Koronawirus w Polsce. Jest źle. Minister zdrowia i NFZ apelują o ograniczenie zabiegów planowych
Masz zaplanowaną operację? Upewnij się, czy nie została przełożona. NFZ poinformował w poniedziałek o apelu o ograniczenie do niezbędnego minimum lub czasowego zawieszenie udzielania świadczeń wykonywanych planowo.
W związku z rozwojem epidemii koronawirusa, na polecenie ministra zdrowia Adama Niedzielskiego, Narodowy Fundusz Zdrowia zaleca ograniczenie do niezbędnego minimum lub czasowe zawieszenie udzielania świadczeń wykonywanych planowo" - poinformował na swoim profilu na Twitterze NFZ.
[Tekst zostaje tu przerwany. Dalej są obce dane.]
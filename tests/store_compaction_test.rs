//! Store durability and compaction integration tests.
//!
//! Covers the recovery scenarios the append-only store promises: partial
//! trailing writes never poison later reads, and compaction rewrites
//! survive as complete files.

use std::sync::Arc;

use chrono::{Duration, Utc};
use serde_json::json;

use reflex::adapters::{CompactionOptions, Compactor};
use reflex::domain::hashing::hash_value;
use reflex::{JsonlStore, RecordEnvelope, RecordStore, StoreCategory};

#[tokio::test]
async fn test_partial_trailing_write_is_recovered_on_read() {
    let dir = tempfile::tempdir().unwrap();
    let store = JsonlStore::new(dir.path());

    store
        .append(StoreCategory::Executions, json!({"n": 1}))
        .await
        .unwrap();
    store
        .append(StoreCategory::Executions, json!({"n": 2}))
        .await
        .unwrap();

    // Simulate a crash mid-append: a truncated line at the tail.
    let path = store.category_path(StoreCategory::Executions);
    let mut content = std::fs::read_to_string(&path).unwrap();
    content.push_str("{\"timestamp\":\"2026-08-");
    std::fs::write(&path, content).unwrap();

    let records = store.read(StoreCategory::Executions).await.unwrap();
    assert_eq!(records.len(), 2);
    assert_eq!(records[1].data["n"], 2);
}

#[tokio::test]
async fn test_compaction_drops_old_entries_and_rewrites_atomically() {
    let dir = tempfile::tempdir().unwrap();
    let store = JsonlStore::new(dir.path());

    // Two fresh entries through the store, one stale entry written
    // directly with an old timestamp.
    store
        .append(StoreCategory::Sessions, json!({"session": "new-1"}))
        .await
        .unwrap();
    store
        .append(StoreCategory::Sessions, json!({"session": "new-2"}))
        .await
        .unwrap();
    let stale = RecordEnvelope {
        timestamp: Utc::now() - Duration::days(120),
        category: StoreCategory::Sessions,
        data: json!({"session": "old"}),
        checksum: None,
    };
    let path = store.category_path(StoreCategory::Sessions);
    let mut content = std::fs::read_to_string(&path).unwrap();
    content.push_str(&serde_json::to_string(&stale).unwrap());
    content.push('\n');
    std::fs::write(&path, content).unwrap();

    let compactor = Compactor::new(&store);
    let report = compactor
        .compact(StoreCategory::Sessions, CompactionOptions::max_age_days(90))
        .await;

    assert!(report.error.is_none());
    assert_eq!(report.retained, 2);
    assert_eq!(report.removed, 1);

    // The rewritten file holds exactly the retained entries and no temp
    // file is left behind.
    let records = store.read(StoreCategory::Sessions).await.unwrap();
    assert_eq!(records.len(), 2);
    assert!(!path.with_extension("jsonl.tmp").exists());
}

#[tokio::test]
async fn test_checksum_gate_drops_tampered_entries() {
    let dir = tempfile::tempdir().unwrap();
    let store = JsonlStore::new(dir.path());

    store
        .append(StoreCategory::Feedback, json!({"op": "good"}))
        .await
        .unwrap();

    // An entry whose checksum no longer matches its payload.
    let tampered = RecordEnvelope {
        timestamp: Utc::now(),
        category: StoreCategory::Feedback,
        data: json!({"op": "tampered"}),
        checksum: Some(hash_value(&json!({"op": "original"}))),
    };
    let path = store.category_path(StoreCategory::Feedback);
    let mut content = std::fs::read_to_string(&path).unwrap();
    content.push_str(&serde_json::to_string(&tampered).unwrap());
    content.push('\n');
    std::fs::write(&path, content).unwrap();

    let compactor = Compactor::new(&store);
    let report = compactor
        .compact(
            StoreCategory::Feedback,
            CompactionOptions::default().with_checksum_verification(),
        )
        .await;

    assert_eq!(report.retained, 1);
    assert_eq!(report.removed, 1);
    let records = store.read(StoreCategory::Feedback).await.unwrap();
    assert_eq!(records[0].data["op"], "good");
}

#[tokio::test]
async fn test_concurrent_appends_all_land() {
    let dir = tempfile::tempdir().unwrap();
    let store = Arc::new(JsonlStore::new(dir.path()));

    let mut handles = Vec::new();
    for i in 0..10 {
        let store = Arc::clone(&store);
        handles.push(tokio::spawn(async move {
            store
                .append(StoreCategory::Executions, json!({"writer": i}))
                .await
        }));
    }
    for handle in handles {
        handle.await.unwrap().unwrap();
    }

    let records = store.read(StoreCategory::Executions).await.unwrap();
    assert_eq!(records.len(), 10);
}
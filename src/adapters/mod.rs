//! Adapters implementing domain ports against concrete backends.

pub mod jsonl;

pub use jsonl::{CompactionOptions, CompactionReport, Compactor, JsonlStore};
//! Domain models for post-promotion drift monitoring.

use chrono::{DateTime, Utc};
use serde::{Deserialize, Serialize};

/// One live-vs-expected comparison for a promoted operation.
///
/// Matches are persisted too: they are evidence the automation still
/// holds, not just the mismatches.
#[derive(Debug, Clone, PartialEq, Serialize, Deserialize)]
pub struct DriftEvent {
    /// Operation under observation (tool_name:input_hash).
    pub operation_id: String,

    /// When the comparison ran.
    pub timestamp: DateTime<Utc>,

    /// Whether the live hash matched the expected hash.
    pub matched: bool,

    /// Hash of the live output.
    pub actual_hash: String,

    /// Historical expected hash.
    pub expected_hash: String,

    /// Consecutive mismatch count after this event.
    pub consecutive_mismatches: u32,
}

/// Outcome of a drift check, including whether the operation is demoted.
#[derive(Debug, Clone, PartialEq, Serialize, Deserialize)]
pub struct DemotionDecision {
    /// Operation under observation.
    pub operation_id: String,

    /// Whether the operation should revert to agent-level execution.
    pub demoted: bool,

    /// Consecutive mismatch count after this check.
    pub consecutive_mismatches: u32,

    /// Human-readable outcome (reset / below threshold / at threshold /
    /// monitoring disabled).
    pub reason: String,

    /// When the check ran.
    pub timestamp: DateTime<Utc>,
}
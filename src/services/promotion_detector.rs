//! Promotion detection: filter, score, and rank classified operations.

use std::sync::Arc;

use crate::domain::errors::DomainResult;
use crate::domain::models::{DetectorConfig, PromotionCandidate};
use crate::domain::ports::RecordStore;

use super::determinism::{DeterminismAnalyzer, OperationGroup};

/// Relative weight of determinism in the composite score.
const WEIGHT_DETERMINISM: f64 = 0.5;
/// Relative weight of log-scaled frequency.
const WEIGHT_FREQUENCY: f64 = 0.3;
/// Relative weight of normalized token savings.
const WEIGHT_SAVINGS: f64 = 0.2;

/// Detects promotable operations in the stored execution corpus.
pub struct PromotionDetector {
    analyzer: DeterminismAnalyzer,
    config: DetectorConfig,
}

impl PromotionDetector {
    /// Creates a detector over a store.
    pub fn new(store: Arc<dyn RecordStore>, config: DetectorConfig) -> Self {
        Self {
            analyzer: DeterminismAnalyzer::new(store),
            config,
        }
    }

    /// Analyzes the corpus and returns ranked promotion candidates.
    ///
    /// Only allow-listed tool names are eligible (unknown tool kinds are
    /// never auto-promotable), and only groups meeting the minimum
    /// determinism bar survive. Results are sorted by composite score
    /// descending, ties broken by frequency descending.
    pub async fn detect(&self) -> DomainResult<Vec<PromotionCandidate>> {
        let groups = self.analyzer.analyze_groups().await?;

        let mut candidates: Vec<PromotionCandidate> = groups
            .into_iter()
            .filter(|(_, op)| {
                self.config
                    .promotable_tools
                    .iter()
                    .any(|t| t == &op.tool_name)
            })
            .filter(|(_, op)| op.determinism >= self.config.min_determinism)
            .map(|(group, operation)| {
                let frequency = operation.observation_count;
                let savings = self.estimate_token_savings(&group);
                let composite_score = self.composite_score(operation.determinism, frequency, savings);

                PromotionCandidate {
                    tool_name: operation.tool_name.clone(),
                    frequency,
                    estimated_token_savings: savings,
                    composite_score,
                    meets_confidence: composite_score >= self.config.confidence_threshold,
                    operation,
                }
            })
            .collect();

        candidates.sort_by(|a, b| {
            b.composite_score
                .partial_cmp(&a.composite_score)
                .unwrap_or(std::cmp::Ordering::Equal)
                .then(b.frequency.cmp(&a.frequency))
        });
        Ok(candidates)
    }

    /// Mean serialized input+output character length divided by the
    /// configured chars-per-token constant.
    fn estimate_token_savings(&self, group: &OperationGroup) -> f64 {
        if group.pairs.is_empty() {
            return 0.0;
        }
        let total_chars: usize = group
            .pairs
            .iter()
            .map(|pair| {
                let input_len = pair.input.to_string().len();
                let output_len = pair
                    .output
                    .as_ref()
                    .map(|o| o.to_string().len())
                    .unwrap_or(0);
                input_len + output_len
            })
            .sum();
        let mean_chars = total_chars as f64 / group.pairs.len() as f64;
        mean_chars / self.config.chars_per_token
    }

    /// Weighted combination of independently bounded factors. Each factor
    /// is clamped to [0, 1] before weighting, so the aggregate never
    /// exceeds 1 regardless of how large any single input grows.
    fn composite_score(&self, determinism: f64, frequency: u64, savings: f64) -> f64 {
        let determinism = determinism.clamp(0.0, 1.0);

        let freq_ceiling = (1.0 + self.config.frequency_cap as f64).ln();
        let norm_frequency = if freq_ceiling > 0.0 {
            ((1.0 + frequency as f64).ln() / freq_ceiling).clamp(0.0, 1.0)
        } else {
            0.0
        };

        let norm_savings = (savings / self.config.savings_cap).clamp(0.0, 1.0);

        WEIGHT_DETERMINISM * determinism
            + WEIGHT_FREQUENCY * norm_frequency
            + WEIGHT_SAVINGS * norm_savings
    }
}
Jak tłumaczy NFZ, chodzi o to, by zapewnić dodatkowe łóżka szpitalne dla pacjentów chorych na COVID-19. wymagających pilnego przyjęcia do szpitala.
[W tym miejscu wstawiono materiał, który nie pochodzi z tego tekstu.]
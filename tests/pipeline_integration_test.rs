//! End-to-end pipeline integration tests.
//!
//! Exercises the full path over one shared JSONL store:
//! transcript capture → determinism analysis → promotion detection →
//! gatekeeping → drift monitoring and demotion, with lineage entries
//! recorded at every arrow.
//!
//! Unit tests in the source files cover each stage in isolation; these
//! tests verify the stages compose over real files.

use std::sync::Arc;

use chrono::Utc;
use serde_json::json;

use reflex::domain::hashing::sha256_hex;
use reflex::domain::models::{
    ArtifactType, CaptureContext, CompletionSignal, DetectorConfig, DriftConfig, EntryKind,
    GatekeeperConfig, LineageEntry, TranscriptEntry,
};
use reflex::services::transcript_capture::capture_session;
use reflex::services::{
    DriftMonitor, FeedbackBridge, LineageTracker, PromotionDetector, PromotionGatekeeper,
};
use reflex::{JsonlStore, RecordStore, StoreCategory};

fn invocation(id: &str, tool: &str, input: serde_json::Value) -> TranscriptEntry {
    TranscriptEntry {
        id: id.to_string(),
        parent_id: None,
        session_id: "s1".to_string(),
        timestamp: Utc::now(),
        kind: EntryKind::ToolInvocation,
        sidechain: false,
        tool_name: Some(tool.to_string()),
        tool_input: Some(input),
        tool_output: None,
        result_for: None,
    }
}

fn result_entry(id: &str, output: serde_json::Value, result_for: &str) -> TranscriptEntry {
    TranscriptEntry {
        id: id.to_string(),
        parent_id: None,
        session_id: "s1".to_string(),
        timestamp: Utc::now(),
        kind: EntryKind::ToolResult,
        sidechain: false,
        tool_name: None,
        tool_input: None,
        tool_output: Some(output),
        result_for: Some(result_for.to_string()),
    }
}

/// Writes a transcript holding `n` identical Bash executions plus one
/// nondeterministic group and one non-allowlisted tool.
fn write_transcript(dir: &tempfile::TempDir, n: usize) -> std::path::PathBuf {
    let mut entries = Vec::new();
    for i in 0..n {
        entries.push(invocation(
            &format!("det-{i}"),
            "Bash",
            json!({"command": "cargo --version"}),
        ));
        entries.push(result_entry(
            &format!("det-r{i}"),
            json!("cargo 1.83.0"),
            &format!("det-{i}"),
        ));
    }
    // Same input, different output every time.
    for i in 0..n {
        entries.push(invocation(
            &format!("rand-{i}"),
            "Bash",
            json!({"command": "date"}),
        ));
        entries.push(result_entry(
            &format!("rand-r{i}"),
            json!(format!("output {i}")),
            &format!("rand-{i}"),
        ));
    }
    // Deterministic but not on the allow list.
    for i in 0..n {
        entries.push(invocation(
            &format!("web-{i}"),
            "WebFetch",
            json!({"url": "https://example.com"}),
        ));
        entries.push(result_entry(
            &format!("web-r{i}"),
            json!("<html></html>"),
            &format!("web-{i}"),
        ));
    }

    let path = dir.path().join("transcript.jsonl");
    let lines: Vec<String> = entries
        .iter()
        .map(|e| serde_json::to_string(e).unwrap())
        .collect();
    std::fs::write(&path, lines.join("\n")).unwrap();
    path
}

#[tokio::test]
async fn test_capture_to_ranked_candidates() {
    let dir = tempfile::tempdir().unwrap();
    let store: Arc<dyn RecordStore> = Arc::new(JsonlStore::new(dir.path().join("store")));
    let path = write_transcript(&dir, 6);

    let context = CaptureContext::new("s1", "/work", "startup");
    let pairs = capture_session(&store, &path, &context).await.unwrap();
    assert_eq!(pairs.len(), 18);

    let detector = PromotionDetector::new(Arc::clone(&store), DetectorConfig::default());
    let candidates = detector.detect().await.unwrap();

    // Only the deterministic allow-listed group survives: the `date`
    // group fails the determinism bar, WebFetch fails the allow list.
    assert_eq!(candidates.len(), 1);
    let candidate = &candidates[0];
    assert_eq!(candidate.tool_name, "Bash");
    assert_eq!(candidate.frequency, 6);
    assert!((candidate.operation.determinism - 1.0).abs() < f64::EPSILON);
    assert!(candidate.meets_confidence);
}

#[tokio::test]
async fn test_candidate_through_gatekeeper_with_audit_trail() {
    let dir = tempfile::tempdir().unwrap();
    let store: Arc<dyn RecordStore> = Arc::new(JsonlStore::new(dir.path().join("store")));
    let path = write_transcript(&dir, 6);

    let context = CaptureContext::new("s1", "/work", "startup");
    capture_session(&store, &path, &context).await.unwrap();

    let detector = PromotionDetector::new(Arc::clone(&store), DetectorConfig::default());
    let candidates = detector.detect().await.unwrap();
    let candidate = &candidates[0];

    let gatekeeper = PromotionGatekeeper::new(GatekeeperConfig {
        min_confidence: 0.6,
        ..GatekeeperConfig::default()
    })
    .with_audit_store(Arc::clone(&store));
    let decision = gatekeeper.evaluate(candidate, None).await;

    assert!(decision.approved, "reasoning: {:?}", decision.reasoning);
    assert_eq!(decision.evidence.len(), 3);
    assert_eq!(decision.operation_id, candidate.operation_id());

    let audited = store.read(StoreCategory::Decisions).await.unwrap();
    assert_eq!(audited.len(), 1);
    assert_eq!(audited[0].data["operation_id"], candidate.operation_id());
}

#[tokio::test]
async fn test_promoted_operation_drifts_and_is_demoted() {
    let dir = tempfile::tempdir().unwrap();
    let store: Arc<dyn RecordStore> = Arc::new(JsonlStore::new(dir.path().join("store")));

    let monitor = Arc::new(DriftMonitor::new(Arc::clone(&store), DriftConfig::default()));
    let bridge = FeedbackBridge::new(Arc::clone(&store), Arc::clone(&monitor));

    let operation_id = "Bash:abc123";
    let expected = sha256_hex("cargo 1.83.0");

    // Healthy runs keep the counter at zero.
    let healthy = CompletionSignal::success(operation_id, "cargo 1.83.0");
    let decision = bridge.ingest(&healthy, &expected).await.unwrap();
    assert!(!decision.demoted);
    assert_eq!(decision.consecutive_mismatches, 0);

    // Three consecutive drifted runs trip the default sensitivity.
    let drifted = CompletionSignal::success(operation_id, "cargo 1.84.0");
    let mut last = bridge.ingest(&drifted, &expected).await.unwrap();
    assert!(!last.demoted);
    last = bridge.ingest(&drifted, &expected).await.unwrap();
    assert!(!last.demoted);
    last = bridge.ingest(&drifted, &expected).await.unwrap();
    assert!(last.demoted);
    assert_eq!(last.consecutive_mismatches, 3);

    // Every ingest left both the raw signal and a drift event in the
    // feedback stream.
    let records = store.read(StoreCategory::Feedback).await.unwrap();
    assert_eq!(records.len(), 8);
}

#[tokio::test]
async fn test_drift_counters_survive_restart() {
    let dir = tempfile::tempdir().unwrap();
    let store: Arc<dyn RecordStore> = Arc::new(JsonlStore::new(dir.path().join("store")));

    let expected = sha256_hex("expected");
    let drifted = CompletionSignal::success("Bash:abc", "drifted");

    {
        let monitor = Arc::new(DriftMonitor::new(Arc::clone(&store), DriftConfig::default()));
        let bridge = FeedbackBridge::new(Arc::clone(&store), monitor);
        bridge.ingest(&drifted, &expected).await.unwrap();
        bridge.ingest(&drifted, &expected).await.unwrap();
    }

    // A fresh monitor rehydrates counters from the persisted events, so
    // the third mismatch demotes.
    let monitor = Arc::new(DriftMonitor::new(Arc::clone(&store), DriftConfig::default()));
    let bridge = FeedbackBridge::new(Arc::clone(&store), monitor);
    let decision = bridge.ingest(&drifted, &expected).await.unwrap();
    assert!(decision.demoted);
    assert_eq!(decision.consecutive_mismatches, 3);
}

#[tokio::test]
async fn test_lineage_spans_the_whole_pipeline() {
    let dir = tempfile::tempdir().unwrap();
    let store: Arc<dyn RecordStore> = Arc::new(JsonlStore::new(dir.path().join("store")));
    let tracker = LineageTracker::new(Arc::clone(&store));

    for i in 1..=3 {
        tracker
            .record(&LineageEntry::new(
                format!("obs-{i}"),
                ArtifactType::Observation,
                "observation",
            ))
            .await
            .unwrap();
    }
    tracker
        .record(
            &LineageEntry::new("pat-1", ArtifactType::Pattern, "analysis")
                .with_inputs(["obs-1", "obs-2", "obs-3"]),
        )
        .await
        .unwrap();
    tracker
        .record(
            &LineageEntry::new("cand-1", ArtifactType::Candidate, "detection")
                .with_input("pat-1")
                .with_metadata("composite_score", json!(0.91)),
        )
        .await
        .unwrap();
    tracker
        .record(
            &LineageEntry::new("script-1", ArtifactType::Script, "generation")
                .with_input("cand-1"),
        )
        .await
        .unwrap();
    tracker
        .record(
            &LineageEntry::new("dec-1", ArtifactType::Decision, "gatekeeping")
                .with_input("script-1"),
        )
        .await
        .unwrap();
    tracker
        .record(
            &LineageEntry::new("exec-1", ArtifactType::Execution, "execution")
                .with_input("dec-1"),
        )
        .await
        .unwrap();

    let chain = tracker.get_chain("cand-1").await.unwrap();
    assert!(chain.artifact.is_some());
    assert_eq!(chain.upstream.len(), 4);
    assert_eq!(chain.downstream.len(), 3);

    let upstream_ids: Vec<&str> = chain
        .upstream
        .iter()
        .map(|e| e.artifact_id.as_str())
        .collect();
    assert!(upstream_ids.contains(&"pat-1"));
    assert!(upstream_ids.contains(&"obs-1"));

    let downstream_ids: Vec<&str> = chain
        .downstream
        .iter()
        .map(|e| e.artifact_id.as_str())
        .collect();
    assert!(downstream_ids.contains(&"script-1"));
    assert!(downstream_ids.contains(&"exec-1"));
}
NFZ zaznaczył jednak, że "ograniczenie nie powinno dotyczyć planowej diagnostyki i leczenia chorób nowotworowych.
"Przy ograniczeniu lub zawieszeniu udzielania świadczeń, należy wziąć pod uwagę przyjęty plan leczenia oraz wysokie prawdopodobieństwo pobytu pacjenta po zabiegu w oddziale anestezjologii i intensywnej terapii" - informuje NFZ w komunikacie.
Fundusz apeluje, by przy ograniczeniu lub zawieszeniu udzielania świadczeń wziąć pod uwagę "przyjęty plan leczenia oraz wysokie prawdopodobieństwo pobytu pacjenta po zabiegu w oddziale anestezjologii i intensywnej terapii".
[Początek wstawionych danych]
//! Serde data model for the promotion pipeline, one file per concern.

pub mod config;
pub mod decision;
pub mod drift;
pub mod feedback;
pub mod lineage;
pub mod observation;
pub mod operation;
pub mod transcript;

pub use config::{
    DetectorConfig, DriftConfig, GatekeeperConfig, LoggingConfig, ObserverConfig,
    ObserverRateLimit, ReflexConfig, RetentionConfig, StorageConfig,
};
pub use decision::{BenchmarkReport, GateEvidence, GatekeeperDecision};
pub use drift::{DemotionDecision, DriftEvent};
pub use feedback::{CommandOutcome, CompletionSignal, SignalStatus};
pub use lineage::{ArtifactType, LineageEntry};
pub use observation::{
    ObservationReason, ObservationSource, ObservationTier, SessionEnd, SessionMetrics,
    SessionObservation, SessionStart,
};
pub use operation::{
    ClassifiedOperation, DeterminismClass, PromotionCandidate, DETERMINISTIC_THRESHOLD,
    SEMI_DETERMINISTIC_THRESHOLD,
};
pub use transcript::{
    CaptureContext, EntryKind, ExecutionStatus, ToolExecutionPair, TranscriptEntry,
};
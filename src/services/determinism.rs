//! Determinism analysis over the stored execution corpus.
//!
//! The analyzer is stateless: every call recomputes from the full
//! `executions` store, trading recompute cost for correctness. The fold
//! from records to per-operation groups is a pure function so the
//! materialized view can be unit-tested independently of storage.

use std::collections::BTreeMap;
use std::sync::Arc;

use crate::domain::errors::{DomainError, DomainResult};
use crate::domain::hashing::hash_value;
use crate::domain::models::{ClassifiedOperation, DeterminismClass, ToolExecutionPair};
use crate::domain::ports::{RecordEnvelope, RecordStore, StoreCategory};

/// Executions sharing one (tool name, normalized-input hash) key.
#[derive(Debug, Clone)]
pub struct OperationGroup {
    /// Tool name.
    pub tool_name: String,
    /// SHA-256 hex digest of the canonicalized input.
    pub input_hash: String,
    /// Execution pairs with an observed output. Partial pairs carry no
    /// output evidence and are excluded before grouping.
    pub pairs: Vec<ToolExecutionPair>,
}

/// Folds stored execution records into operation groups.
///
/// Records that fail to deserialize are skipped, mirroring the
/// skip-malformed-lines behavior of the store itself.
pub fn fold_groups(records: &[RecordEnvelope]) -> Vec<OperationGroup> {
    let mut groups: BTreeMap<(String, String), Vec<ToolExecutionPair>> = BTreeMap::new();

    for record in records {
        let Ok(pair) = serde_json::from_value::<ToolExecutionPair>(record.data.clone()) else {
            continue;
        };
        if pair.output_hash.is_none() {
            continue;
        }
        let key = (pair.tool_name.clone(), hash_value(&pair.input));
        groups.entry(key).or_default().push(pair);
    }

    groups
        .into_iter()
        .map(|((tool_name, input_hash), pairs)| OperationGroup {
            tool_name,
            input_hash,
            pairs,
        })
        .collect()
}

/// Scores one group's reproducibility.
///
/// Variance is the normalized fraction of non-dominant outputs:
/// `(total - dominant) / (total - 1)` for more than one observation,
/// `0.0` otherwise. All-identical outputs score 0.0; all-distinct outputs
/// score 1.0. The interior curve is a calibratable heuristic; only the
/// 0.95 / 0.70 classification boundaries are fixed.
pub fn classify_group(group: &OperationGroup) -> ClassifiedOperation {
    let total = group.pairs.len() as u64;

    let mut output_counts: BTreeMap<&str, u64> = BTreeMap::new();
    for pair in &group.pairs {
        if let Some(ref hash) = pair.output_hash {
            *output_counts.entry(hash.as_str()).or_default() += 1;
        }
    }
    let unique_outputs = output_counts.len() as u64;
    let dominant = output_counts.values().copied().max().unwrap_or(0);

    let variance_score = if total > 1 {
        (total - dominant) as f64 / (total - 1) as f64
    } else {
        0.0
    };
    let determinism = 1.0 - variance_score;

    ClassifiedOperation {
        tool_name: group.tool_name.clone(),
        input_hash: group.input_hash.clone(),
        observation_count: total,
        unique_outputs,
        variance_score,
        determinism,
        classification: DeterminismClass::from_score(determinism),
    }
}

/// Stateless analyzer recomputing classifications from the executions
/// store on every call.
pub struct DeterminismAnalyzer {
    store: Arc<dyn RecordStore>,
}

impl DeterminismAnalyzer {
    /// Creates an analyzer over a store.
    pub fn new(store: Arc<dyn RecordStore>) -> Self {
        Self { store }
    }

    /// Groups the full corpus and classifies every group.
    pub async fn analyze(&self) -> DomainResult<Vec<ClassifiedOperation>> {
        Ok(self
            .analyze_groups()
            .await?
            .into_iter()
            .map(|(_, op)| op)
            .collect())
    }

    /// Like [`analyze`](Self::analyze) but keeps the underlying groups,
    /// for consumers that need the raw pairs (e.g. savings estimation).
    pub async fn analyze_groups(
        &self,
    ) -> DomainResult<Vec<(OperationGroup, ClassifiedOperation)>> {
        let records = self
            .store
            .read(StoreCategory::Executions)
            .await
            .map_err(|e| DomainError::StoreError(e.to_string()))?;

        Ok(fold_groups(&records)
            .into_iter()
            .map(|group| {
                let classified = classify_group(&group);
                (group, classified)
            })
            .collect())
    }
}
//! Logging infrastructure.
//!
//! Structured logging using tracing and tracing-subscriber with JSON or
//! pretty stdout output and `RUST_LOG` overrides.

use anyhow::{anyhow, Result};
use tracing::Level;
use tracing_subscriber::layer::SubscriberExt;
use tracing_subscriber::util::SubscriberInitExt;
use tracing_subscriber::EnvFilter;

use crate::domain::models::LoggingConfig;

/// Initialize the global tracing subscriber from configuration.
///
/// `RUST_LOG` takes precedence over the configured level when set.
pub fn init(config: &LoggingConfig) -> Result<()> {
    let default_level = parse_log_level(&config.level)?;
    let env_filter = EnvFilter::builder()
        .with_default_directive(default_level.into())
        .from_env_lossy();

    match config.format.as_str() {
        "json" => {
            tracing_subscriber::registry()
                .with(env_filter)
                .with(
                    tracing_subscriber::fmt::layer()
                        .json()
                        .with_target(true)
                        .with_current_span(true),
                )
                .try_init()
                .map_err(|e| anyhow!("failed to initialize logger: {e}"))?;
        }
        "pretty" => {
            tracing_subscriber::registry()
                .with(env_filter)
                .with(tracing_subscriber::fmt::layer().pretty().with_target(true))
                .try_init()
                .map_err(|e| anyhow!("failed to initialize logger: {e}"))?;
        }
        other => return Err(anyhow!("unknown log format: {other}")),
    }
    Ok(())
}

fn parse_log_level(level: &str) -> Result<Level> {
    match level {
        "trace" => Ok(Level::TRACE),
        "debug" => Ok(Level::DEBUG),
        "info" => Ok(Level::INFO),
        "warn" => Ok(Level::WARN),
        "error" => Ok(Level::ERROR),
        other => Err(anyhow!("unknown log level: {other}")),
    }
}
Podobne ograniczenia wprowadzono podczas I i II fali epidemii w Polsce.
Od kilkunastu dni w Polsce rośnie dzienna liczba nowych przypadków zakażenia koronawirusem. Rośnie też liczba miejsc w szpitalach, zajętych przez chorych na COVID-19.
Jak powiedział na antenie Radia Plus rzecznik Ministerstwa Zdrowia Wojciech Andrusiewicz, dzienne liczby zachorowań na COVID-19 mogą w tym tygodniu sięgnąć 18-20 tys. przy średniej wynoszącej ok. 15 tys. zakażeń.